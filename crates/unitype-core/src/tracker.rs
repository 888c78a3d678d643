//! Per-buffer candidate tracking: drives the [`CandidateState`] machine with
//! edit and selection events, resolves committed ranges, and queues the
//! resulting replacements until the next tick.

use crate::buffer::{
    BufferId, ContentChange, DocumentChange, Position, Range, Selection, TextBuffer,
};
use crate::candidate::{CandidateState, Step};
use crate::resolver::resolve;
use crate::symbols::SymbolTable;
use std::collections::VecDeque;

/// Literal sequences (after the escape character) rewritten to bracket pairs
/// whenever they make up the whole candidate.
pub const BRACKET_OVERRIDES: [(&str, &str); 2] = [("{{}}", "⦃⦄"), ("[[]]", "⟦⟧")];

#[derive(Debug, Clone, Copy, PartialEq, Eq)]
pub enum ReplacementKind {
    /// A resolved abbreviation; the caret follows the text it was after.
    Abbreviation,
    /// A bracket override; the caret goes between the brackets and tracking
    /// stops.
    BracketPair,
}

/// A replacement requested by a commit but not yet applied to the buffer.
#[derive(Debug, Clone, PartialEq, Eq)]
pub struct PendingReplacement {
    pub range: Range,
    pub original: String,
    pub replacement: String,
    pub kind: ReplacementKind,
}

impl PendingReplacement {
    fn delta(&self) -> isize {
        self.replacement.chars().count() as isize - self.original.chars().count() as isize
    }
}

#[derive(Debug)]
pub struct BufferTracker {
    buffer: BufferId,
    escape: char,
    state: CandidateState,
    pending: VecDeque<PendingReplacement>,
    // Edits we applied ourselves, in case the host reports them back
    echoes: VecDeque<ContentChange>,
}

impl BufferTracker {
    pub fn new(buffer: BufferId, escape: char) -> Self {
        Self {
            buffer,
            escape,
            state: CandidateState::Idle,
            pending: VecDeque::new(),
            echoes: VecDeque::new(),
        }
    }

    pub fn buffer(&self) -> BufferId {
        self.buffer
    }

    pub fn state(&self) -> CandidateState {
        self.state
    }

    pub fn range(&self) -> Option<Range> {
        self.state.range()
    }

    /// True when a non-empty candidate range is tracked.
    pub fn is_active(&self) -> bool {
        matches!(self.state, CandidateState::Tracking(range) if !range.is_empty())
    }

    pub fn pending(&self) -> impl Iterator<Item = &PendingReplacement> {
        self.pending.iter()
    }

    pub fn has_pending(&self) -> bool {
        !self.pending.is_empty()
    }

    pub fn on_document_change(
        &mut self,
        buffer: &mut dyn TextBuffer,
        table: &SymbolTable,
        event: &DocumentChange,
    ) {
        if let [change] = event.changes.as_slice() {
            if self.echoes.front() == Some(change) {
                self.echoes.pop_front();
                return;
            }
        }
        if !event.changes.is_empty() {
            self.echoes.clear();
        }

        let step = self.state.on_document_change(&event.changes, self.escape);
        self.apply(buffer, table, step);
    }

    pub fn on_selection_change(
        &mut self,
        buffer: &mut dyn TextBuffer,
        table: &SymbolTable,
        selections: &[Selection],
    ) {
        let step = self.state.on_selection_change(selections);
        self.apply(buffer, table, step);
    }

    /// Commit whatever is tracked right now, regardless of how it ends.
    pub fn force_convert(&mut self, buffer: &mut dyn TextBuffer, table: &SymbolTable) {
        let range = self.state.range();
        self.commit(buffer, table, range, None);
    }

    fn apply(&mut self, buffer: &mut dyn TextBuffer, table: &SymbolTable, step: Step) {
        match step {
            Step::Keep => {}
            Step::Track(range) => self.update_range(buffer, range),
            Step::Commit { range, follow_up } => self.commit(buffer, table, Some(range), follow_up),
        }
    }

    fn update_range(&mut self, buffer: &mut dyn TextBuffer, range: Option<Range>) {
        let range = range.filter(Range::is_single_line);
        self.state = CandidateState::from_range(range);
        buffer.set_decoration(range);

        if let Some(range) = range {
            self.check_bracket_override(buffer, range);
        }
    }

    fn check_bracket_override(&mut self, buffer: &dyn TextBuffer, range: Range) {
        let text = buffer.text_in(range);
        let Some(body) = text.strip_prefix(self.escape) else {
            return;
        };
        let Some((_, pair)) = BRACKET_OVERRIDES.iter().find(|(seq, _)| *seq == body) else {
            return;
        };
        if self.pending.iter().any(|p| p.range == range) {
            return;
        }

        log::debug!("{}: bracket override {:?} at {}", self.buffer, text, range);
        self.pending.push_back(PendingReplacement {
            range,
            original: text.clone(),
            replacement: pair.to_string(),
            kind: ReplacementKind::BracketPair,
        });
    }

    fn commit(
        &mut self,
        buffer: &mut dyn TextBuffer,
        table: &SymbolTable,
        range: Option<Range>,
        follow_up: Option<Range>,
    ) {
        let Some(range) = range.filter(|r| r.is_single_line() && r.len() >= 2) else {
            return self.update_range(buffer, follow_up);
        };

        let text = buffer.text_in(range);
        let Some(abbreviation) = text.strip_prefix(self.escape) else {
            return self.update_range(buffer, follow_up);
        };

        match resolve(table, abbreviation) {
            Some(symbol) => {
                log::debug!(
                    "{}: queue {:?} -> {:?} at {}",
                    self.buffer,
                    text,
                    symbol,
                    range
                );
                self.pending.push_back(PendingReplacement {
                    range,
                    original: text.clone(),
                    replacement: symbol,
                    kind: ReplacementKind::Abbreviation,
                });
            }
            None => log::debug!("{}: no replacement for {:?}", self.buffer, text),
        }

        self.update_range(buffer, follow_up);
    }

    /// Apply every queued replacement in request order. Returns how many
    /// were applied; stale ones (text changed underneath) are dropped.
    pub fn run_pending(&mut self, buffer: &mut dyn TextBuffer) -> usize {
        let mut applied = 0;

        while let Some(task) = self.pending.pop_front() {
            let current = buffer.text_in(task.range);
            if current != task.original {
                log::warn!(
                    "{}: dropping stale replacement at {} (expected {:?}, found {:?})",
                    self.buffer,
                    task.range,
                    task.original,
                    current
                );
                continue;
            }

            let caret = buffer.caret();
            if let Err(e) = buffer.replace(task.range, &task.replacement) {
                log::warn!("{}: replacement at {} failed: {}", self.buffer, task.range, e);
                self.update_range(buffer, None);
                continue;
            }
            applied += 1;

            let delta = task.delta();
            self.echoes.push_back(ContentChange::new(
                task.range,
                task.original.chars().count(),
                task.replacement.clone(),
            ));

            for later in self.pending.iter_mut() {
                if follows(&task.range, later.range.start) {
                    later.range = later.range.translate(delta);
                }
            }

            let next = match (task.kind, self.state) {
                (ReplacementKind::BracketPair, _) => None,
                (_, CandidateState::Tracking(range)) if follows(&task.range, range.start) => {
                    Some(range.translate(delta))
                }
                (_, CandidateState::Tracking(range)) if range.overlaps(&task.range) => None,
                (_, state) => state.range(),
            };

            let caret = match task.kind {
                ReplacementKind::BracketPair => task.range.start.translate(1),
                ReplacementKind::Abbreviation => shift_caret(caret, &task, delta),
            };
            buffer.set_caret(caret);

            log::debug!(
                "{}: replaced {:?} with {:?} at {}",
                self.buffer,
                task.original,
                task.replacement,
                task.range
            );
            self.update_range(buffer, next);
        }

        applied
    }
}

/// Whether `position` sits on the replaced line at or after its end.
fn follows(replaced: &Range, position: Position) -> bool {
    position.line == replaced.end.line && position >= replaced.end
}

fn shift_caret(caret: Position, task: &PendingReplacement, delta: isize) -> Position {
    if follows(&task.range, caret) {
        caret.translate(delta)
    } else if task.range.contains_position(caret) && caret > task.range.start {
        task.range
            .start
            .translate(task.replacement.chars().count() as isize)
    } else {
        caret
    }
}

> [DIRECTIONS]
Extract each entry in full, exactly as given.

> [EXERCISE ANSWER]
filename crates/unitype-core/src/tracker.rs
repository 888c78a3d678d643
//! Per-buffer candidate tracking: drives the [`CandidateState`] machine with
//! edit and selection events, resolves committed ranges, and queues the
//! resulting replacements until the next tick.

use crate::buffer::{
    BufferId, ContentChange, DocumentChange, Position, Range, Selection, TextBuffer,
};
use crate::candidate::{CandidateState, Step};
use crate::resolver::resolve;
use crate::symbols::SymbolTable;
use std::collections::VecDeque;

/// Literal sequences (after the escape character) rewritten to bracket pairs
/// whenever they make up the whole candidate.
pub const BRACKET_OVERRIDES: [(&str, &str); 2] = [("{{}}", "⦃⦄"), ("[[]]", "⟦⟧")];

#[derive(Debug, Clone, Copy, PartialEq, Eq)]
pub enum ReplacementKind {
    /// A resolved abbreviation; the caret follows the text it was after.
    Abbreviation,
    /// A bracket override; the caret goes between the brackets and tracking
    /// stops.
    BracketPair,
}

/// A replacement requested by a commit but not yet applied to the buffer.
#[derive(Debug, Clone, PartialEq, Eq)]
pub struct PendingReplacement {
    pub range: Range,
    pub original: String,
    pub replacement: String,
    pub kind: ReplacementKind,
}

impl PendingReplacement {
    fn delta(&self) -> isize {
        self.replacement.chars().count() as isize - self.original.chars().count() as isize
    }
}

#[derive(Debug)]
pub struct BufferTracker {
    buffer: BufferId,
    escape: char,
    state: CandidateState,
    pending: VecDeque<PendingReplacement>,
    // Edits we applied ourselves, in case the host reports them back
    echoes: VecDeque<ContentChange>,
}

impl BufferTracker {
    pub fn new(buffer: BufferId, escape: char) -> Self {
        Self {
            buffer,
            escape,
            state: CandidateState::Idle,
            pending: VecDeque::new(),
            echoes: VecDeque::new(),
        }
    }

    pub fn buffer(&self) -> BufferId {
        self.buffer
    }

    pub fn state(&self) -> CandidateState {
        self.state
    }

    pub fn range(&self) -> Option<Range> {
        self.state.range()
    }

    /// True when a non-empty candidate range is tracked.
    pub fn is_active(&self) -> bool {
        matches!(self.state, CandidateState::Tracking(range) if !range.is_empty())
    }

    pub fn pending(&self) -> impl Iterator<Item = &PendingReplacement> {
        self.pending.iter()
    }

    pub fn has_pending(&self) -> bool {
        !self.pending.is_empty()
    }

    pub fn on_document_change(
        &mut self,
        buffer: &mut dyn TextBuffer,
        table: &SymbolTable,
        event: &DocumentChange,
    ) {
        if let [change] = event.changes.as_slice() {
            if self.echoes.front() == Some(change) {
                self.echoes.pop_front();
                return;
            }
        }
        if !event.changes.is_empty() {
            self.echoes.clear();
        }

        let step = self.state.on_document_change(&event.changes, self.escape);
        self.apply(buffer, table, step);
    }

    pub fn on_selection_change(
        &mut self,
        buffer: &mut dyn TextBuffer,
        table: &SymbolTable,
        selections: &[Selection],
    ) {
        let step = self.state.on_selection_change(selections);
        self.apply(buffer, table, step);
    }

    /// Commit whatever is tracked right now, regardless of how it ends.
    pub fn force_convert(&mut self, buffer: &mut dyn TextBuffer, table: &SymbolTable) {
        let range = self.state.range();
        self.commit(buffer, table, range, None);
    }

    fn apply(&mut self, buffer: &mut dyn TextBuffer, table: &SymbolTable, step: Step) {
        match step {
            Step::Keep => {}
            Step::Track(range) => self.update_range(buffer, range),
            Step::Commit { range, follow_up } => self.commit(buffer, table, Some(range), follow_up),
        }
    }

    fn update_range(&mut self, buffer: &mut dyn TextBuffer, range: Option<Range>) {
        let range = range.filter(Range::is_single_line);
        self.state = CandidateState::from_range(range);
        buffer.set_decoration(range);

        if let Some(range) = range {
            self.check_bracket_override(buffer, range);
        }
    }

    fn check_bracket_override(&mut self, buffer: &dyn TextBuffer, range: Range) {
        let text = buffer.text_in(range);
        let Some(body) = text.strip_prefix(self.escape) else {
            return;
        };
        let Some((_, pair)) = BRACKET_OVERRIDES.iter().find(|(seq, _)| *seq == body) else {
            return;
        };
        if self.pending.iter().any(|p| p.range == range) {
            return;
        }

        log::debug!("{}: bracket override {:?} at {}", self.buffer, text, range);
        self.pending.push_back(PendingReplacement {
            range,
            original: text.clone(),
            replacement: pair.to_string(),
            kind: ReplacementKind::BracketPair,
        });
    }

    fn commit(
        &mut self,
        buffer: &mut dyn TextBuffer,
        table: &SymbolTable,
        range: Option<Range>,
        follow_up: Option<Range>,
    ) {
        let Some(range) = range.filter(|r| r.is_single_line() && r.len() >= 2) else {
            return self.update_range(buffer, follow_up);
        };

        let text = buffer.text_in(range);
        let Some(abbreviation) = text.strip_prefix(self.escape) else {
            return self.update_range(buffer, follow_up);
        };

        match resolve(table, abbreviation) {
            Some(symbol) => {
                log::debug!(
                    "{}: queue {:?} -> {:?} at {}",
                    self.buffer,
                    text,
                    symbol,
                    range
                );
                self.pending.push_back(PendingReplacement {
                    range,
                    original: text.clone(),
                    replacement: symbol,
                    kind: ReplacementKind::Abbreviation,
                });
            }
            None => log::debug!("{}: no replacement for {:?}", self.buffer, text),
        }

        self.update_range(buffer, follow_up);
    }

    /// Apply every queued replacement in request order. Returns how many
    /// were applied; stale ones (text changed underneath) are dropped.
    pub fn run_pending(&mut self, buffer: &mut dyn TextBuffer) -> usize {
        let mut applied = 0;

        while let Some(task) = self.pending.pop_front() {
            let current = buffer.text_in(task.range);
            if current != task.original {
                log::warn!(
                    "{}: dropping stale replacement at {} (expected {:?}, found {:?})",
                    self.buffer,
                    task.range,
                    task.original,
                    current
                );
                continue;
            }

            let caret = buffer.caret();
            if let Err(e) = buffer.replace(task.range, &task.replacement) {
                log::warn!("{}: replacement at {} failed: {}", self.buffer, task.range, e);
                self.update_range(buffer, None);
                continue;
            }
            applied += 1;

            let delta = task.delta();
            self.echoes.push_back(ContentChange::new(
                task.range,
                task.original.chars().count(),
                task.replacement.clone(),
            ));

            for later in self.pending.iter_mut() {
                if follows(&task.range, later.range.start) {
                    later.range = later.range.translate(delta);
                }
            }

            let next = match (task.kind, self.state) {
                (ReplacementKind::BracketPair, _) => None,
                (_, CandidateState::Tracking(range)) if follows(&task.range, range.start) => {
                    Some(range.translate(delta))
                }
                (_, CandidateState::Tracking(range)) if range.overlaps(&task.range) => None,
                (_, state) => state.range(),
            };

            let caret = match task.kind {
                ReplacementKind::BracketPair => task.range.start.translate(1),
                ReplacementKind::Abbreviation => shift_caret(caret, &task, delta),
            };
            buffer.set_caret(caret);

            log::debug!(
                "{}: replaced {:?} with {:?} at {}",
                self.buffer,
                task.original,
                task.replacement,
                task.range
            );
            self.update_range(buffer, next);
        }

        applied
    }
}

/// Whether `position` sits on the replaced line at or after its end.
fn follows(replaced: &Range, position: Position) -> bool {
    position.line == replaced.end.line && position >= replaced.end
}

fn shift_caret(caret: Position, task: &PendingReplacement, delta: isize) -> Position {
    if follows(&task.range, caret) {
        caret.translate(delta)
    } else if task.range.contains_position(caret) && caret > task.range.start {
        task.range
            .start
            .translate(task.replacement.chars().count() as isize)
    } else {
        caret
    }
}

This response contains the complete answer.